When the Bill returned to the Commons on 5th April the Government largely accepted the amendment and so the duty to consult with carers is now embedded in the law. Lord Kamall, the Parliamentary Under-Secretary of State, Department of Health and Social Care, explained the Government’s U-turn on this in the following terms:[1]
The Government listened to the strength of feeling expressed by your Lordships’ House, and I am grateful to many noble Lords —in particular, the noble Baronesses, Lady Pitkeathley and Lady Wheeler—for their insights and persistence in ensuring that we try to get this right. We are also grateful to Carers UK for working with the department to co-produce the new statutory guidance on hospital discharge.
The Government wholly agree that carers should be involved in discharge planning where appropriate. Our amendment in lieu achieves this in a way that can be implemented effectively and does not create unintended discharge delays. It introduces a new duty on NHS trusts and foundation trusts to involve both patients and carers in discharge planning. It explicitly states that they should be involved as soon as is feasible. Unlike Schedule 3 to the Care Act, this duty applies whenever the adult patient has care and support needs following discharge.
Existing discharge guidance stresses that discharge teams should consider carers’ preferences and ascertain whether they are willing and able to provide care and support post-discharge before an assessment of longer-term needs. This will be set out in the new statutory guidance, and because people should not be put under undue pressure to provide care, we will stress that no assumptions should be made about their willingness or ability to care. We anticipate that the new duty, supported by this statutory guidance, will promote a culture of including carers in decision-making while avoiding some of the unintended consequences.
We have heard the concerns expressed in this House about young carers being left out of discharge planning. This duty includes young carers, and statutory guidance will also highlight existing duties for hospitals to notify local authorities if they identify a young carer or have concerns. Local authorities must then carry out a young carer’s needs assessment if it appears that the young carer may have a need for support. Similarly, robust protections already exist in law for parent carers and sibling carers of a disabled child. We will continue working closely with the Department for Education to ensure that we use guidance to signpost existing rights and protections.
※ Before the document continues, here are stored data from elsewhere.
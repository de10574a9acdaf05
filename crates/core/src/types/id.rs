//! Newtype ID for type-safe product references.
//!
//! Catalog entries are keyed by human-readable slugs (e.g. `game-elden`),
//! so the wrapper holds a `String` rather than a numeric id. Wrapping it
//! keeps product ids from being mixed up with other strings such as
//! category names or search queries.

use serde::{Deserialize, Serialize};

/// A product's identity key.
///
/// Equality on `ProductId` is the cart's notion of line identity: at most
/// one cart line exists per id.
#[derive(Debug, Clone, PartialEq, Eq, Hash, Serialize, Deserialize)]
#[serde(transparent)]
pub struct ProductId(String);

impl ProductId {
    /// Create an id from a catalog slug.
    #[must_use]
    pub fn new(id: impl Into<String>) -> Self {
        Self(id.into())
    }

    /// Get the underlying slug.
    #[must_use]
    pub fn as_str(&self) -> &str {
        &self.0
    }
}

impl core::fmt::Display for ProductId {
    fn fmt(&self, f: &mut core::fmt::Formatter<'_>) -> core::fmt::Result {
        write!(f, "{}", self.0)
    }
}

impl From<&str> for ProductId {
    fn from(id: &str) -> Self {
        Self(id.to_owned())
    }
}

impl From<String> for ProductId {
    fn from(id: String) -> Self {
        Self(id)
    }
}

#[cfg(test)]
#[allow(clippy::unwrap_used)]
mod tests {
    use super::*;

    #[test]
    fn test_product_id_display_matches_slug() {
        let id = ProductId::new("game-hades");
        assert_eq!(id.to_string(), "game-hades");
        assert_eq!(id.as_str(), "game-hades");
    }

    #[test]
    fn test_product_id_serde_transparent() {
        let id = ProductId::new("game-celeste");
        let json = serde_json::to_string(&id).unwrap();
        assert_eq!(json, "\"game-celeste\"");

        let back: ProductId = serde_json::from_str(&json).unwrap();
        assert_eq!(back, id);
    }
}
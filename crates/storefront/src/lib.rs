//! Pixel Paradise Storefront library.
//!
//! This crate provides the storefront functionality as a library,
//! allowing it to be tested and reused.

#![cfg_attr(not(test), forbid(unsafe_code))]

pub mod catalog;
pub mod config;
pub mod error;
pub mod filters;
pub mod middleware;
pub mod routes;
pub mod state;

use axum::{Router, routing::get};
use tower_http::services::ServeDir;
use tower_http::trace::TraceLayer;

use crate::state::AppState;

/// Build the complete storefront application router.
///
/// Includes the session layer and request-id middleware; the Sentry layers
/// are added by the binary so tests run without them.
pub fn app(state: AppState) -> Router {
    let session_layer = middleware::create_session_layer(state.config());

    Router::new()
        .route("/health", get(health))
        .merge(routes::routes())
        .nest_service("/static", ServeDir::new("crates/storefront/static"))
        .layer(session_layer)
        .layer(axum::middleware::from_fn(
            middleware::request_id_middleware,
        ))
        .layer(TraceLayer::new_for_http())
        .with_state(state)
}

/// Liveness health check endpoint.
///
/// Returns "ok" if the server is running. There are no dependencies to
/// check: the catalog is compiled in and carts live in process memory.
async fn health() -> &'static str {
    "ok"
}
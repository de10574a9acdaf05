//! Cart state machine and derived totals.
//!
//! The cart is a reducer over an ordered list of lines: every mutation is a
//! [`CartCommand`] applied to a [`CartState`] snapshot via
//! [`CartState::apply`], which consumes the old snapshot and returns the
//! complete new one. There is no partial-update visibility: whoever owns the
//! snapshot swaps it wholesale.
//!
//! # Invariants
//!
//! - At most one line per product id.
//! - Every line's quantity is >= 1; a line is removed rather than stored at
//!   zero.
//! - Lines keep first-add order, and quantity changes never reorder them.
//!
//! Commands are total: operating on an id with no matching line is a no-op,
//! not an error. The storefront may race two clicks against the same line
//! (e.g. a decrease after a remove already landed), and "nothing to do" is
//! the correct outcome for the loser.

use serde::{Deserialize, Serialize};

use crate::types::{CurrencyCode, Price, Product, ProductId};

/// One product entry in the cart with an associated quantity.
#[derive(Debug, Clone, PartialEq, Serialize, Deserialize)]
pub struct CartLine {
    pub product: Product,
    quantity: u32,
}

impl CartLine {
    fn new(product: Product) -> Self {
        Self {
            product,
            quantity: 1,
        }
    }

    /// Units of this product in the cart. Always >= 1.
    #[must_use]
    pub const fn quantity(&self) -> u32 {
        self.quantity
    }

    /// Quantity x unit price for this line.
    #[must_use]
    pub fn line_total(&self) -> Price {
        self.product.price * self.quantity
    }
}

/// A named mutation request applied to a [`CartState`].
#[derive(Debug, Clone, PartialEq)]
pub enum CartCommand {
    /// Append a new line with quantity 1, or increment the existing line.
    Add(Product),
    /// Increment the matching line's quantity by 1.
    Increase(ProductId),
    /// Decrement the matching line's quantity by 1, removing the line when
    /// it would reach zero.
    Decrease(ProductId),
    /// Remove the matching line regardless of quantity.
    Remove(ProductId),
}

/// The complete cart snapshot: an ordered list of lines, one per product.
#[derive(Debug, Clone, Default, PartialEq, Serialize, Deserialize)]
pub struct CartState {
    lines: Vec<CartLine>,
}

impl CartState {
    /// An empty cart.
    #[must_use]
    pub const fn new() -> Self {
        Self { lines: Vec::new() }
    }

    /// Apply one command, producing the next snapshot.
    ///
    /// Total over all inputs: unknown product ids leave the state unchanged.
    #[must_use]
    pub fn apply(self, command: CartCommand) -> Self {
        match command {
            CartCommand::Add(product) => self.add(product),
            CartCommand::Increase(id) => self.increase(&id),
            CartCommand::Decrease(id) => self.decrease(&id),
            CartCommand::Remove(id) => self.remove(&id),
        }
    }

    fn add(mut self, product: Product) -> Self {
        if let Some(line) = self.lines.iter_mut().find(|l| l.product.id == product.id) {
            line.quantity += 1;
        } else {
            self.lines.push(CartLine::new(product));
        }
        self
    }

    fn increase(mut self, id: &ProductId) -> Self {
        if let Some(line) = self.lines.iter_mut().find(|l| &l.product.id == id) {
            line.quantity += 1;
        }
        self
    }

    fn decrease(mut self, id: &ProductId) -> Self {
        if let Some(index) = self.lines.iter().position(|l| &l.product.id == id) {
            // Vec::remove keeps the order of the remaining lines.
            match self.lines.get_mut(index) {
                Some(line) if line.quantity > 1 => line.quantity -= 1,
                _ => {
                    self.lines.remove(index);
                }
            }
        }
        self
    }

    fn remove(mut self, id: &ProductId) -> Self {
        self.lines.retain(|l| &l.product.id != id);
        self
    }

    /// Lines in first-add order.
    #[must_use]
    pub fn lines(&self) -> &[CartLine] {
        &self.lines
    }

    /// Whether any line exists for the given product.
    #[must_use]
    pub fn contains(&self, id: &ProductId) -> bool {
        self.lines.iter().any(|l| &l.product.id == id)
    }

    #[must_use]
    pub fn is_empty(&self) -> bool {
        self.lines.is_empty()
    }

    /// Count of distinct lines.
    #[must_use]
    pub fn total_lines(&self) -> usize {
        self.lines.len()
    }

    /// Sum of quantities across all lines.
    #[must_use]
    pub fn total_quantity(&self) -> u32 {
        self.lines.iter().map(CartLine::quantity).sum()
    }

    /// Sum of quantity x unit price across all lines, in exact decimals.
    ///
    /// An empty cart totals to zero in the default currency.
    #[must_use]
    pub fn total_cost(&self) -> Price {
        let currency = self
            .lines
            .first()
            .map_or(CurrencyCode::default(), |l| l.product.price.currency_code);

        self.lines
            .iter()
            .fold(Price::zero(currency), |sum, line| sum + line.line_total())
    }
}

#[cfg(test)]
#[allow(clippy::unwrap_used)]
mod tests {
    use proptest::prelude::*;
    use rust_decimal::Decimal;

    use super::*;

    fn product(id: &str, cents: i64) -> Product {
        Product {
            id: ProductId::new(id),
            name: id.to_uppercase(),
            price: Price::from_cents(cents, CurrencyCode::USD),
            category: "Test".to_owned(),
            image: format!("https://example.com/{id}.jpg"),
            description: String::new(),
        }
    }

    fn quantities(state: &CartState) -> Vec<(String, u32)> {
        state
            .lines()
            .iter()
            .map(|l| (l.product.id.to_string(), l.quantity()))
            .collect()
    }

    #[test]
    fn test_add_to_empty_cart_creates_single_line() {
        let state = CartState::new().apply(CartCommand::Add(product("a", 1000)));

        assert_eq!(quantities(&state), vec![("a".to_owned(), 1)]);
        assert_eq!(state.total_quantity(), 1);
    }

    #[test]
    fn test_add_twice_increments_instead_of_duplicating() {
        let state = CartState::new()
            .apply(CartCommand::Add(product("a", 1000)))
            .apply(CartCommand::Add(product("a", 1000)));

        assert_eq!(quantities(&state), vec![("a".to_owned(), 2)]);
        assert_eq!(state.total_lines(), 1);
    }

    #[test]
    fn test_two_products_one_increase() {
        let state = CartState::new()
            .apply(CartCommand::Add(product("a", 1000)))
            .apply(CartCommand::Add(product("b", 500)))
            .apply(CartCommand::Increase(ProductId::new("a")));

        assert_eq!(
            quantities(&state),
            vec![("a".to_owned(), 2), ("b".to_owned(), 1)]
        );
        assert_eq!(state.total_quantity(), 3);
        assert_eq!(state.total_cost().amount, Decimal::new(2500, 2));
        assert_eq!(state.total_cost().display(), "$25.00");
    }

    #[test]
    fn test_decrease_at_quantity_one_removes_line() {
        let state = CartState::new()
            .apply(CartCommand::Add(product("a", 1000)))
            .apply(CartCommand::Decrease(ProductId::new("a")));

        assert!(state.is_empty());
        assert_eq!(state.total_quantity(), 0);
        assert_eq!(state.total_cost().display(), "$0.00");
    }

    #[test]
    fn test_decrease_at_quantity_two_keeps_line() {
        let state = CartState::new()
            .apply(CartCommand::Add(product("a", 1000)))
            .apply(CartCommand::Add(product("a", 1000)))
            .apply(CartCommand::Decrease(ProductId::new("a")));

        assert_eq!(quantities(&state), vec![("a".to_owned(), 1)]);
    }

    #[test]
    fn test_remove_drops_line_regardless_of_quantity() {
        let state = CartState::new()
            .apply(CartCommand::Add(product("a", 1000)))
            .apply(CartCommand::Add(product("a", 1000)))
            .apply(CartCommand::Add(product("b", 500)))
            .apply(CartCommand::Remove(ProductId::new("a")));

        assert_eq!(quantities(&state), vec![("b".to_owned(), 1)]);
    }

    #[test]
    fn test_unknown_ids_are_structural_no_ops() {
        let state = CartState::new().apply(CartCommand::Add(product("a", 1000)));

        let after_increase = state.clone().apply(CartCommand::Increase("x".into()));
        assert_eq!(after_increase, state);

        let after_decrease = state.clone().apply(CartCommand::Decrease("x".into()));
        assert_eq!(after_decrease, state);

        let after_remove = state.clone().apply(CartCommand::Remove("x".into()));
        assert_eq!(after_remove, state);
    }

    #[test]
    fn test_quantity_changes_preserve_first_add_order() {
        let state = CartState::new()
            .apply(CartCommand::Add(product("a", 1000)))
            .apply(CartCommand::Add(product("b", 500)))
            .apply(CartCommand::Add(product("c", 250)))
            .apply(CartCommand::Increase(ProductId::new("c")))
            .apply(CartCommand::Increase(ProductId::new("a")))
            .apply(CartCommand::Decrease(ProductId::new("b")));

        let ids: Vec<_> = state
            .lines()
            .iter()
            .map(|l| l.product.id.as_str().to_owned())
            .collect();
        assert_eq!(ids, vec!["a", "c"]);
    }

    #[test]
    fn test_total_cost_has_no_float_drift() {
        // 3 x $0.10 must be exactly $0.30, not 0.30000000000000004.
        let state = CartState::new()
            .apply(CartCommand::Add(product("a", 10)))
            .apply(CartCommand::Add(product("a", 10)))
            .apply(CartCommand::Add(product("a", 10)));

        assert_eq!(state.total_cost().amount, Decimal::new(30, 2));
    }

    #[test]
    fn test_empty_cart_totals() {
        let state = CartState::new();
        assert_eq!(state.total_lines(), 0);
        assert_eq!(state.total_quantity(), 0);
        assert_eq!(state.total_cost(), Price::zero(CurrencyCode::USD));
    }

    #[test]
    fn test_contains() {
        let state = CartState::new().apply(CartCommand::Add(product("a", 1000)));
        assert!(state.contains(&ProductId::new("a")));
        assert!(!state.contains(&ProductId::new("b")));
    }

    #[test]
    fn test_state_serde_round_trip() {
        // The storefront stores the snapshot in the session as JSON.
        let state = CartState::new()
            .apply(CartCommand::Add(product("a", 1099)))
            .apply(CartCommand::Add(product("b", 599)))
            .apply(CartCommand::Increase(ProductId::new("a")));

        let json = serde_json::to_string(&state).unwrap();
        let back: CartState = serde_json::from_str(&json).unwrap();
        assert_eq!(back, state);
    }

    // Fixed per-id price so repeated Adds of the same id agree.
    fn pool_product(id: &str) -> Product {
        let cents = 100 + 997 * i64::try_from(id.len()).unwrap();
        product(id, cents)
    }

    fn arb_command() -> impl Strategy<Value = CartCommand> {
        let id = prop::sample::select(vec!["a", "bb", "ccc", "dddd", "eeeee"]);
        prop_oneof![
            id.clone().prop_map(|s| CartCommand::Add(pool_product(s))),
            id.clone().prop_map(|s| CartCommand::Increase(s.into())),
            id.clone().prop_map(|s| CartCommand::Decrease(s.into())),
            id.prop_map(|s| CartCommand::Remove(s.into())),
        ]
    }

    proptest! {
        /// After every command in any sequence, the structural invariants
        /// hold and every selector agrees with a direct recomputation.
        #[test]
        fn test_invariants_hold_for_all_command_sequences(
            commands in prop::collection::vec(arb_command(), 0..40)
        ) {
            let mut state = CartState::new();

            for command in commands {
                state = state.apply(command);

                // No zero/negative quantity line is ever observable.
                prop_assert!(state.lines().iter().all(|l| l.quantity() >= 1));

                // At most one line per product id.
                let mut ids: Vec<_> =
                    state.lines().iter().map(|l| l.product.id.clone()).collect();
                ids.sort_by(|a, b| a.as_str().cmp(b.as_str()));
                ids.dedup();
                prop_assert_eq!(ids.len(), state.total_lines());

                // Selectors match direct recomputation.
                let quantity: u32 = state.lines().iter().map(CartLine::quantity).sum();
                prop_assert_eq!(state.total_quantity(), quantity);

                let cost: Decimal = state
                    .lines()
                    .iter()
                    .map(|l| l.product.price.amount * Decimal::from(l.quantity()))
                    .sum();
                prop_assert_eq!(state.total_cost().amount, cost);

                prop_assert_eq!(state.total_lines(), state.lines().len());
            }
        }

        /// Add then Remove of ids never in the cart leaves an empty cart
        /// empty, whatever interleaving of unknown-id commands runs.
        #[test]
        fn test_unknown_only_commands_keep_cart_empty(
            ops in prop::collection::vec(0..3usize, 0..20)
        ) {
            let mut state = CartState::new();
            for op in ops {
                let id = ProductId::new("never-added");
                state = state.apply(match op {
                    0 => CartCommand::Increase(id),
                    1 => CartCommand::Decrease(id),
                    _ => CartCommand::Remove(id),
                });
                prop_assert!(state.is_empty());
            }
        }
    }
}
Existing carers’ rights to an assessment of their own needs will remain unchanged under the new arrangements. Guidance will make it clear that hospital staff should make carers aware of these rights and signpost them to relevant services. This should trigger local authorities to carry out assessments and put in place support for those who are eligible. I hope that noble Lords will feel reassured that this amendment achieves much of what Amendment 51 sought to achieve, while not putting barriers in the way of local areas adopting the discharge to assess model.
The Government’s concession is not entirely satisfactory, since it only applies to adult carers caring for adult patients. The Bill does not reinstate the duty to consult with parents of disabled children when their child is being discharged. There is no logic for omitting this group of carers – the only possible explanation is that the Bill is being promoted by Department of Health and Social Care and it was simply too complex to get a different department (the Department for Education) to agree to the amendment. The Government may be seeking to promote integration between health and social care – but only at the local level: there is no intention that this would require joint working between Sajid Javid and Nadhim Zahawi.
Not only has the Government accepted Baroness Pitkeathley’s amendment – it has also had a Damascene moment with the Hospital Discharge Guidance (almost certainly due to the tenacious lobbying by Carers UK). As the earlier post noted, the lamentable the 48-page 2020 Hospital Discharge guidance[2] contained only 4 references to carers. The new March 2022 guidance[3] contains, in its 32 pages, 106 references to carers, seven detailed references to the importance of establishing whether carers are ‘willing’ and also ‘able’ to provide and continue to provide the necessary care as well as a section about what has to be done if this not the case.
[1] House of Lords Hansard Volume 820 Tuesday 5 April 2022 Column 1893 – 1894.
[2] HM Government Hospital Discharge Service: Policy and Operating Model (2020).
[3] Department of Health and Social Care Hospital discharge and community support guidance (2022).